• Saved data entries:
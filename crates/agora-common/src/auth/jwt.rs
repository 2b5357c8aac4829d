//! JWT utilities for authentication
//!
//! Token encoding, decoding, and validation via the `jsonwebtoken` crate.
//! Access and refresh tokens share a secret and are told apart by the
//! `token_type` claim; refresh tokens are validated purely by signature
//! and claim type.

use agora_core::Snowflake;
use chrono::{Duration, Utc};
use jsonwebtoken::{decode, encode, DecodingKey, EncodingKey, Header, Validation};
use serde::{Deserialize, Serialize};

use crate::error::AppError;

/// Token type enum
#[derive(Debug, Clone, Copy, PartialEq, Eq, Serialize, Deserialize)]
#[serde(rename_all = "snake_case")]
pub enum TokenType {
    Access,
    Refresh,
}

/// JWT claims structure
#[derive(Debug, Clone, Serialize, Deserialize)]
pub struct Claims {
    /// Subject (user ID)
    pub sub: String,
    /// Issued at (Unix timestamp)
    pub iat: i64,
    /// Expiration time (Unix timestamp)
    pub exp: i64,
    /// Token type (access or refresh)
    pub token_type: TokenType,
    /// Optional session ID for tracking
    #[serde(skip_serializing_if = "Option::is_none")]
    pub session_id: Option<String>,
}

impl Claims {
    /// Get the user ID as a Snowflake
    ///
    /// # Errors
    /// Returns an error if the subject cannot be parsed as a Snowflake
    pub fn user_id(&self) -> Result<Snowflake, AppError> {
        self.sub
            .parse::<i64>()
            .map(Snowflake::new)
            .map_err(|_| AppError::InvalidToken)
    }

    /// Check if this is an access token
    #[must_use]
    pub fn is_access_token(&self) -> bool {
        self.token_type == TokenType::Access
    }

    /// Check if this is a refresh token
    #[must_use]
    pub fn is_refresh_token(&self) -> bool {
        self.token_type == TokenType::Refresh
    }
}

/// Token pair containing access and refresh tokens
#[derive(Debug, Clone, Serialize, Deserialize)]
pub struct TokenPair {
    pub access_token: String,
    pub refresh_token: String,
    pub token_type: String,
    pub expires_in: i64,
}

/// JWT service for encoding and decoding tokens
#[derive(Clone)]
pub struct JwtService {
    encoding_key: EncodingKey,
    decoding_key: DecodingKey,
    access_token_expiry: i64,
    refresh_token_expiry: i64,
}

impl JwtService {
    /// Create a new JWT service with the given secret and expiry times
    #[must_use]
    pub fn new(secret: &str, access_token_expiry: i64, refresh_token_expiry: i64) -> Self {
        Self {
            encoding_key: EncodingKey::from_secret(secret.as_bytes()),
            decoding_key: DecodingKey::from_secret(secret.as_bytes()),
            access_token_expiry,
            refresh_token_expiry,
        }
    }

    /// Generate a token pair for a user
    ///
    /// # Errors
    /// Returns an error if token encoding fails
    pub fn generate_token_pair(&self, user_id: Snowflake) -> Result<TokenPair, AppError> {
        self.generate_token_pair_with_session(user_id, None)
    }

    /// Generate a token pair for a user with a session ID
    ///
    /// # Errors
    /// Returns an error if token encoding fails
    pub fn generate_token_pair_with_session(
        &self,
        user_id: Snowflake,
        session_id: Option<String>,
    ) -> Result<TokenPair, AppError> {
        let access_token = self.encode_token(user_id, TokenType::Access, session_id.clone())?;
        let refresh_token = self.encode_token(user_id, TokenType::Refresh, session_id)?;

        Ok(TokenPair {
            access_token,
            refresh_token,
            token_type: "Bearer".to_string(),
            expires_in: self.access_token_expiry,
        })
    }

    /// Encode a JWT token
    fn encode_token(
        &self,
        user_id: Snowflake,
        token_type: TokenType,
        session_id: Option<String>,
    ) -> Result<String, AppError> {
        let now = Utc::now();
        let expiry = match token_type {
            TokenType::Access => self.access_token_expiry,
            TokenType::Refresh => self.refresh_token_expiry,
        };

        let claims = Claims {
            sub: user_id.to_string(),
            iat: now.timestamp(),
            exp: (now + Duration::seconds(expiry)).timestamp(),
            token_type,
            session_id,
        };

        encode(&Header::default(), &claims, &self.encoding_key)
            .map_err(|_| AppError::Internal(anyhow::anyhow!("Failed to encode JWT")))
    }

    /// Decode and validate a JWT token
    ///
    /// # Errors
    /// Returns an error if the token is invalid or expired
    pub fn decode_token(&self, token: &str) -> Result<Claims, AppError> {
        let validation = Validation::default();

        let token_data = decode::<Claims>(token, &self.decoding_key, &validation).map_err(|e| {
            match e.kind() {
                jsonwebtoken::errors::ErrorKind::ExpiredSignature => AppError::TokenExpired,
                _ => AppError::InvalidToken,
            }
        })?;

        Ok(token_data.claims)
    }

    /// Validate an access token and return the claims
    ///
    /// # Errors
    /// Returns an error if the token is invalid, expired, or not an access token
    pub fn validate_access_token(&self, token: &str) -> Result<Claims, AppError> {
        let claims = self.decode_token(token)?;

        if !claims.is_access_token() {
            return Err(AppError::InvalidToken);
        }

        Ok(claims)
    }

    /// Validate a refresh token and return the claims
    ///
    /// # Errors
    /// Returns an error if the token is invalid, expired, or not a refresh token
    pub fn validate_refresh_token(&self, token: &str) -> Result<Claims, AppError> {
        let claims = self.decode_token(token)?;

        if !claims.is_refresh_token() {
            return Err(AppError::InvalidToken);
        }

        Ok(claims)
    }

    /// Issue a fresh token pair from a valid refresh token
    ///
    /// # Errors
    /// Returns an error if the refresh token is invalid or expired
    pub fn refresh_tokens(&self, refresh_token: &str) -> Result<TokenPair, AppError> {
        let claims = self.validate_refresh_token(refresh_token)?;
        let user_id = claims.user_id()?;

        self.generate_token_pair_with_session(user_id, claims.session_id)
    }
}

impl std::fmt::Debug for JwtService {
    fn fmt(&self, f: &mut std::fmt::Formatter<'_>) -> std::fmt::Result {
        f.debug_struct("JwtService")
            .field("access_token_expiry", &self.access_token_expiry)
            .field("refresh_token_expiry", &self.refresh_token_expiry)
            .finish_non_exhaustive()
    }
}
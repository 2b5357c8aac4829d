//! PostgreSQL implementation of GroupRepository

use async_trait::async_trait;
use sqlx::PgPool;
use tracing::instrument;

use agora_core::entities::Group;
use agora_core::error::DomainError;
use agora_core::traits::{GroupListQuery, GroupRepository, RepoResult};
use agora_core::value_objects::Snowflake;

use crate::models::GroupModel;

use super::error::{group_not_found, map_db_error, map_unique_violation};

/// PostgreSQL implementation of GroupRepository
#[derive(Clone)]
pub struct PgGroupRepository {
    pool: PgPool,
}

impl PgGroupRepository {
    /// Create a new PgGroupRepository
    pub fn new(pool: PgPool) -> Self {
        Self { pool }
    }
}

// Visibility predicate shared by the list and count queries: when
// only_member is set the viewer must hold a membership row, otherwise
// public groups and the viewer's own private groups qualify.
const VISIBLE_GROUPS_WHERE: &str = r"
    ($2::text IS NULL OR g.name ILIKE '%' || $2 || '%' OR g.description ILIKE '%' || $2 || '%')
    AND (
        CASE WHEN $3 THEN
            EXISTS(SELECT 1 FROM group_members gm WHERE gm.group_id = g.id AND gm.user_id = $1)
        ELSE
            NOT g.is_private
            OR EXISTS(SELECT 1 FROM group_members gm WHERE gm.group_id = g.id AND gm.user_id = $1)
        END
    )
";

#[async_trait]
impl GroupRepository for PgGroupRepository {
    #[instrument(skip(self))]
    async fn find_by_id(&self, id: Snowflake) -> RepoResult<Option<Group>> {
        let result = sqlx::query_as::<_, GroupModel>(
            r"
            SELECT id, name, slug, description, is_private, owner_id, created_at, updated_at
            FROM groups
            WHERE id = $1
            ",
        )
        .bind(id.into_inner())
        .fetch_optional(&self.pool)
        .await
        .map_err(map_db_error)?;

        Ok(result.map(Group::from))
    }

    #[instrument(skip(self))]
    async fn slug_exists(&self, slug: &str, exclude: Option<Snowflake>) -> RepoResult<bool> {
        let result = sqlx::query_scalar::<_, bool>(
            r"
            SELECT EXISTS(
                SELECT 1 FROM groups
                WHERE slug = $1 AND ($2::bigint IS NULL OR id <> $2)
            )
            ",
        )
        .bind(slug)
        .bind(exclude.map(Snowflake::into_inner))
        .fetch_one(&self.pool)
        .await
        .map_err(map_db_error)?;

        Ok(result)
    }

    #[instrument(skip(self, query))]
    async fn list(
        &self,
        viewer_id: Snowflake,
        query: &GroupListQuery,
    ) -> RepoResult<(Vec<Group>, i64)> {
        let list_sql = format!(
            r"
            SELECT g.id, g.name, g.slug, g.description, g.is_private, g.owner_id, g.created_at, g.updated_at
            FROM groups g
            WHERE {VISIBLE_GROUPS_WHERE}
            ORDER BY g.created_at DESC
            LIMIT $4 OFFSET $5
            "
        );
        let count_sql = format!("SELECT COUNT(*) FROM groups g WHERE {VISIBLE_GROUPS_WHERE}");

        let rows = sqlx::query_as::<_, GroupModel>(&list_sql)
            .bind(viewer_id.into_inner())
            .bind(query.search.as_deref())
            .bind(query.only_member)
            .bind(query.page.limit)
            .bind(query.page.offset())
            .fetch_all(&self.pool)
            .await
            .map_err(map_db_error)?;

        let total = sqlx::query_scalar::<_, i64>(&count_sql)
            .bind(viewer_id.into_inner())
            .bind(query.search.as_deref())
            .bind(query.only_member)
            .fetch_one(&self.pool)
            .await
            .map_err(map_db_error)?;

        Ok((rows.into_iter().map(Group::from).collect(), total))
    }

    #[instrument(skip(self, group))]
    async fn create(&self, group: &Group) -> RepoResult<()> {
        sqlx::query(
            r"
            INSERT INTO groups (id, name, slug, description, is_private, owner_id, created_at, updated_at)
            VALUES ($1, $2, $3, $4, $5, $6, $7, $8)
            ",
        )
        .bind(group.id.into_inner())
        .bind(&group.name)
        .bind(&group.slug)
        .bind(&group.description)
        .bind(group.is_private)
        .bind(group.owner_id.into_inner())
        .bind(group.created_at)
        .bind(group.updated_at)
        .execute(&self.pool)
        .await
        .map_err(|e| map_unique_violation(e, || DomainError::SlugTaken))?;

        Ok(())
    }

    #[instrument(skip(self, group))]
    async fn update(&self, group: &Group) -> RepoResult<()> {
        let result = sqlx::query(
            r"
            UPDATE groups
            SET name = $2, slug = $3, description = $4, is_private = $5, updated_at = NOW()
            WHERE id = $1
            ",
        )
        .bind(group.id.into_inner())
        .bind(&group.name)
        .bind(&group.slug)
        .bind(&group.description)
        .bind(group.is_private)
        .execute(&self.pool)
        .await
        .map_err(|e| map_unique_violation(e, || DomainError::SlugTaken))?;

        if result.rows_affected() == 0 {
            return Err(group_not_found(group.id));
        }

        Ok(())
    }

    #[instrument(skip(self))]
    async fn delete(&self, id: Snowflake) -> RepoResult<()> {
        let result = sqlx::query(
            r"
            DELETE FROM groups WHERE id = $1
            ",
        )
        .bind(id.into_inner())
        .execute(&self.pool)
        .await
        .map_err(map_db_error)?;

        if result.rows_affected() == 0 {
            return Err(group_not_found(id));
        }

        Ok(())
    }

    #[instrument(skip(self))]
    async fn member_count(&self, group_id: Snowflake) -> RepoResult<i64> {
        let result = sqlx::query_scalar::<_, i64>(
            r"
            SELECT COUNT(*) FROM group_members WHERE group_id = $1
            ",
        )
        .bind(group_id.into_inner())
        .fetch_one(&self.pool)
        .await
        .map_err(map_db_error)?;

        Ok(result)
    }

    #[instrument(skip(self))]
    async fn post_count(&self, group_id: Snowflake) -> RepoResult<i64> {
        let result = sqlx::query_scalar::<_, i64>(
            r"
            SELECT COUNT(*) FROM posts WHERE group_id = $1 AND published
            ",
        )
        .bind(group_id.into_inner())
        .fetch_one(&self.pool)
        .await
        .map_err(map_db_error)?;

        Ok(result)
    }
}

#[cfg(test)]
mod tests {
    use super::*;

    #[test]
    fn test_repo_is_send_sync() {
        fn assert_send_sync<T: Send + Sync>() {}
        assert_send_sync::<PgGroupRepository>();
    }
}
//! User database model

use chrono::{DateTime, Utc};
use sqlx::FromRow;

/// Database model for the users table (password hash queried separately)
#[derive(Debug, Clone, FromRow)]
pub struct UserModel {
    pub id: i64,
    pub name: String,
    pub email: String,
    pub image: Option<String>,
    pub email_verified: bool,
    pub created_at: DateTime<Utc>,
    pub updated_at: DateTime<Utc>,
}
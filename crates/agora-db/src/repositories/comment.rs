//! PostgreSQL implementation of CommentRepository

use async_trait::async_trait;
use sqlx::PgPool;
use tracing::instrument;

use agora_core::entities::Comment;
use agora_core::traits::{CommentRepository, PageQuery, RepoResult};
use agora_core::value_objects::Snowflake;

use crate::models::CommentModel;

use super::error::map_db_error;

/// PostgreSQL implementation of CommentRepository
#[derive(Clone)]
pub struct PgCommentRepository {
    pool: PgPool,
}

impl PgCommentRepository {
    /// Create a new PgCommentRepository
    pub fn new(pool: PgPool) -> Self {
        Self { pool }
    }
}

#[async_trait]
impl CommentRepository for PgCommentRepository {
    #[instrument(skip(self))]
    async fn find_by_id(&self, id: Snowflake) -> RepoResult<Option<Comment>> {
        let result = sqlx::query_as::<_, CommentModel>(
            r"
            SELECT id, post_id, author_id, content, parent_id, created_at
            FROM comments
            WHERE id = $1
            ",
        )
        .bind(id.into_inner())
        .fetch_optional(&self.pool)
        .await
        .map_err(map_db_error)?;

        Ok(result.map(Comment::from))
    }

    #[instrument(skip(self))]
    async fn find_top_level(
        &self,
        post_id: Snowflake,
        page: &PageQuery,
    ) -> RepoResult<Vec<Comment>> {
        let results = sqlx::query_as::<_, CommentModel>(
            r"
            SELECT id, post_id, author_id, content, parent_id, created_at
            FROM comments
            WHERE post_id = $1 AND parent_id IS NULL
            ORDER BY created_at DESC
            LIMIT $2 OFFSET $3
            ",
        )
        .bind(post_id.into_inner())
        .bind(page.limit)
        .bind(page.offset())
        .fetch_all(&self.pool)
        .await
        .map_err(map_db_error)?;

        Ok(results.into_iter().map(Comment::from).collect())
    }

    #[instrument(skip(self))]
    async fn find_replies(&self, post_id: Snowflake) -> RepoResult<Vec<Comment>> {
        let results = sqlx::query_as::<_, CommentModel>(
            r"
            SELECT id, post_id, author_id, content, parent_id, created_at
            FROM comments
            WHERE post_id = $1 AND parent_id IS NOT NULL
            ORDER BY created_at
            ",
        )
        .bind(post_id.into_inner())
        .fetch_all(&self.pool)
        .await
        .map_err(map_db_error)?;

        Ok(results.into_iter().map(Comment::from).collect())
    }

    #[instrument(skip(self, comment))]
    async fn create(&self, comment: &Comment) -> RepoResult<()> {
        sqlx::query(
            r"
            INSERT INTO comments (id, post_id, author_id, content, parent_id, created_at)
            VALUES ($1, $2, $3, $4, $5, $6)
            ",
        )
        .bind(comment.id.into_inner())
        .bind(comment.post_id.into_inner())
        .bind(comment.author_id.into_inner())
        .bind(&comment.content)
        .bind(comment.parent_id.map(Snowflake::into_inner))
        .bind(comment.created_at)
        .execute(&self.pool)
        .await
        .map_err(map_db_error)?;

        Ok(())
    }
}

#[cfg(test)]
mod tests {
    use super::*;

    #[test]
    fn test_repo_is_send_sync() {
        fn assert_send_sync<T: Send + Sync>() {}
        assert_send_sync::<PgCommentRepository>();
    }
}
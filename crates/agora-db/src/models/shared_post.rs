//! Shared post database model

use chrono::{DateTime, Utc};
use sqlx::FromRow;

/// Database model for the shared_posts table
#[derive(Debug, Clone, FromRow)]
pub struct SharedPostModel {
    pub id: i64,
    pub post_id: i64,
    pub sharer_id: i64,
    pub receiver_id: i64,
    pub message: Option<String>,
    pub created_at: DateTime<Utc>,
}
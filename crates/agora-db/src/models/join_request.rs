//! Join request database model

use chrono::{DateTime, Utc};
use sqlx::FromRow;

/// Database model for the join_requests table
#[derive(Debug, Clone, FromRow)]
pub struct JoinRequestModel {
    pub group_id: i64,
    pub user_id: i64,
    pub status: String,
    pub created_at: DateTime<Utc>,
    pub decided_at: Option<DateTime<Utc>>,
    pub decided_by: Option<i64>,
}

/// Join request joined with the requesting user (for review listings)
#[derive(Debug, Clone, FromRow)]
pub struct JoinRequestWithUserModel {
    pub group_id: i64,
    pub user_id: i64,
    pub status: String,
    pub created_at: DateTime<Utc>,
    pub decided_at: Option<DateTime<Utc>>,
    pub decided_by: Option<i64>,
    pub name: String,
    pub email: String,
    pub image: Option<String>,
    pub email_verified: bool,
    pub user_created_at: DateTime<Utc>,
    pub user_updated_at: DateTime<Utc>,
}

• Work required:
Your task is to quote the lines above, beginning with the first and ending with the one that holds "JWT claims structure".

• Result of this exercise:
filename crates/agora-common/src/auth/jwt.rs
repository 2b5357c8aac4829d
//! JWT utilities for authentication
//!
//! Token encoding, decoding, and validation via the `jsonwebtoken` crate.
//! Access and refresh tokens share a secret and are told apart by the
//! `token_type` claim; refresh tokens are validated purely by signature
//! and claim type.

use agora_core::Snowflake;
use chrono::{Duration, Utc};
use jsonwebtoken::{decode, encode, DecodingKey, EncodingKey, Header, Validation};
use serde::{Deserialize, Serialize};

use crate::error::AppError;

/// Token type enum
#[derive(Debug, Clone, Copy, PartialEq, Eq, Serialize, Deserialize)]
#[serde(rename_all = "snake_case")]
pub enum TokenType {
    Access,
    Refresh,
}

/// JWT claims structure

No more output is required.